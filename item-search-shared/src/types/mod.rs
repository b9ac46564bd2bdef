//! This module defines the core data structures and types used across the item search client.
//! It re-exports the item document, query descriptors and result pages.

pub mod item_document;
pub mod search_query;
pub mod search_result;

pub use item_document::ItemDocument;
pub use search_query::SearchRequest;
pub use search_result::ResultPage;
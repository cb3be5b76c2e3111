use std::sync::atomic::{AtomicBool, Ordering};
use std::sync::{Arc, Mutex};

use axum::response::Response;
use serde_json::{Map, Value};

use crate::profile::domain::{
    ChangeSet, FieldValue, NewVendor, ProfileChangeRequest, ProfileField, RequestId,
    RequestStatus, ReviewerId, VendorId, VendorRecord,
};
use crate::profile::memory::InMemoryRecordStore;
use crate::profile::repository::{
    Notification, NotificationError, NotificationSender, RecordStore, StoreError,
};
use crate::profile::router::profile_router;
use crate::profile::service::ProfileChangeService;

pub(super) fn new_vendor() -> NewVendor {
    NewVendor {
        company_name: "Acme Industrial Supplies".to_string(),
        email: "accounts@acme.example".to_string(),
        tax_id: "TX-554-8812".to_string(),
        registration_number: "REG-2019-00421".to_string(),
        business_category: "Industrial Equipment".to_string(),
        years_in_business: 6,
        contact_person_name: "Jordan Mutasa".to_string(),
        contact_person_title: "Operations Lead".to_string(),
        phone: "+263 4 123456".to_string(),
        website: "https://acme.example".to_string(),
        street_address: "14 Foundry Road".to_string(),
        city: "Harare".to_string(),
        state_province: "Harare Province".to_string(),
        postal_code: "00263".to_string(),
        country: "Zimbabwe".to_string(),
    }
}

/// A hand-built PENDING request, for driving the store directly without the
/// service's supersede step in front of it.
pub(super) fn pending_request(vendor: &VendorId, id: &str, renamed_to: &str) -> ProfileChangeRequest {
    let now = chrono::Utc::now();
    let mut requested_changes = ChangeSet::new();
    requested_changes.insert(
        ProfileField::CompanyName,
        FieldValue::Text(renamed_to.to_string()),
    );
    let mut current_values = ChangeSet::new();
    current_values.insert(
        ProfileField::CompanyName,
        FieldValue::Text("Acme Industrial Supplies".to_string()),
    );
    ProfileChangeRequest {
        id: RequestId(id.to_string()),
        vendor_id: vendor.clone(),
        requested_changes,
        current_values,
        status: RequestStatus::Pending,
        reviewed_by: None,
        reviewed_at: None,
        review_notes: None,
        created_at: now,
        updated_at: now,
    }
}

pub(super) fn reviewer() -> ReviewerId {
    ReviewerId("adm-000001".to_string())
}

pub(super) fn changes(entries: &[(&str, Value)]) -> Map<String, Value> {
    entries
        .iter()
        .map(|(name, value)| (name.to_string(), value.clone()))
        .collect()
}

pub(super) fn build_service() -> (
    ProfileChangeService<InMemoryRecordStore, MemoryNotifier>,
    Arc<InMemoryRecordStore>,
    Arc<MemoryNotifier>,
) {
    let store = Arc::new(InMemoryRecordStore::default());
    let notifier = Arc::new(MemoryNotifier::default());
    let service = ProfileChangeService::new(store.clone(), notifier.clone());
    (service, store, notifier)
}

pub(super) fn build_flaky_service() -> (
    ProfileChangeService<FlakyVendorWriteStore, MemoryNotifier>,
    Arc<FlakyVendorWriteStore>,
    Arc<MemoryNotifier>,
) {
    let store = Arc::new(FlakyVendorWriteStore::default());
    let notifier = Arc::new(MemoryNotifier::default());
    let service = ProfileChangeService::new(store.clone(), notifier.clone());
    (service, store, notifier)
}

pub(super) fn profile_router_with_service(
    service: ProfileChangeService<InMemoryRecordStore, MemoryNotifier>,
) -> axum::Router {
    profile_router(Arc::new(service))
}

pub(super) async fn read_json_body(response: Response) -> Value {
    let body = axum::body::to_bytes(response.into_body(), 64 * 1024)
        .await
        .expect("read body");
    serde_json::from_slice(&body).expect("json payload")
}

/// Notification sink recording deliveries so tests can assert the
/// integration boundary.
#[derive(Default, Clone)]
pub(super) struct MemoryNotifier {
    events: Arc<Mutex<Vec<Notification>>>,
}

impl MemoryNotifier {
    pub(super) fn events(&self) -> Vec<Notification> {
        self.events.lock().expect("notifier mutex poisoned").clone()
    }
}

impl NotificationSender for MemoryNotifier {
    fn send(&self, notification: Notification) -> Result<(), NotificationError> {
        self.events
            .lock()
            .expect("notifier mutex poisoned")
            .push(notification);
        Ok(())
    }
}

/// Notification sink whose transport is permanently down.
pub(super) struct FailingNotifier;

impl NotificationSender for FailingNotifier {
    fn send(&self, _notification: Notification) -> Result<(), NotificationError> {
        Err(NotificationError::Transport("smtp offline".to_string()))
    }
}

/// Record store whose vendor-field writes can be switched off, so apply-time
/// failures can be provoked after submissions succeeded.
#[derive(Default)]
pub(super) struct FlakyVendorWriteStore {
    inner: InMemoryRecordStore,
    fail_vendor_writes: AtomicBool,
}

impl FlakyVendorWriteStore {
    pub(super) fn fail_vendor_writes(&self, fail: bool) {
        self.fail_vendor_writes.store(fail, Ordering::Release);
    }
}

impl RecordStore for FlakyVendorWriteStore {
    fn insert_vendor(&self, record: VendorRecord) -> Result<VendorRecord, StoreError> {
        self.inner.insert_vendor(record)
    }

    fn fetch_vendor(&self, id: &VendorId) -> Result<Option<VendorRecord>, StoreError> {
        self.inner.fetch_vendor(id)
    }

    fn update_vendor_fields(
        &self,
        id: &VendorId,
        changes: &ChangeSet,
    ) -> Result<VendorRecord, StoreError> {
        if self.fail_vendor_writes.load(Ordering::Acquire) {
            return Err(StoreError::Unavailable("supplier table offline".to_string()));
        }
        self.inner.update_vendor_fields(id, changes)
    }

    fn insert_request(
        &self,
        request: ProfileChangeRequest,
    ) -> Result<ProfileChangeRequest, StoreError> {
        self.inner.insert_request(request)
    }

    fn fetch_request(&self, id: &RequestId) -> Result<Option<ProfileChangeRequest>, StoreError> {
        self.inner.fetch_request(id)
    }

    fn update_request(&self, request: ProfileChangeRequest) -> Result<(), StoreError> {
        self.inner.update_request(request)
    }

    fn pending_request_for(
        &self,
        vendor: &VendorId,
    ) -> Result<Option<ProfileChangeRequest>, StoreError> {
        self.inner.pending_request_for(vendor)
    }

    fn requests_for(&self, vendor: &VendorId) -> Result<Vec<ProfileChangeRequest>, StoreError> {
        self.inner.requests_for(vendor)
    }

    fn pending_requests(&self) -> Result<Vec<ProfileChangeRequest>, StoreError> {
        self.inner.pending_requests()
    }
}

———

Exercise aim: Within the listing above, give again exactly every line from the line with "let store = Arc::new(FlakyVendorWriteStore::default());" through the line with "impl NotificationSender for MemoryNotifier", both included, and no other line.

Exercise solution:
    let store = Arc::new(FlakyVendorWriteStore::default());
    let notifier = Arc::new(MemoryNotifier::default());
    let service = ProfileChangeService::new(store.clone(), notifier.clone());
    (service, store, notifier)
}

pub(super) fn profile_router_with_service(
    service: ProfileChangeService<InMemoryRecordStore, MemoryNotifier>,
) -> axum::Router {
    profile_router(Arc::new(service))
}

pub(super) async fn read_json_body(response: Response) -> Value {
    let body = axum::body::to_bytes(response.into_body(), 64 * 1024)
        .await
        .expect("read body");
    serde_json::from_slice(&body).expect("json payload")
}

/// Notification sink recording deliveries so tests can assert the
/// integration boundary.
#[derive(Default, Clone)]
pub(super) struct MemoryNotifier {
    events: Arc<Mutex<Vec<Notification>>>,
}

impl MemoryNotifier {
    pub(super) fn events(&self) -> Vec<Notification> {
        self.events.lock().expect("notifier mutex poisoned").clone()
    }
}

impl NotificationSender for MemoryNotifier {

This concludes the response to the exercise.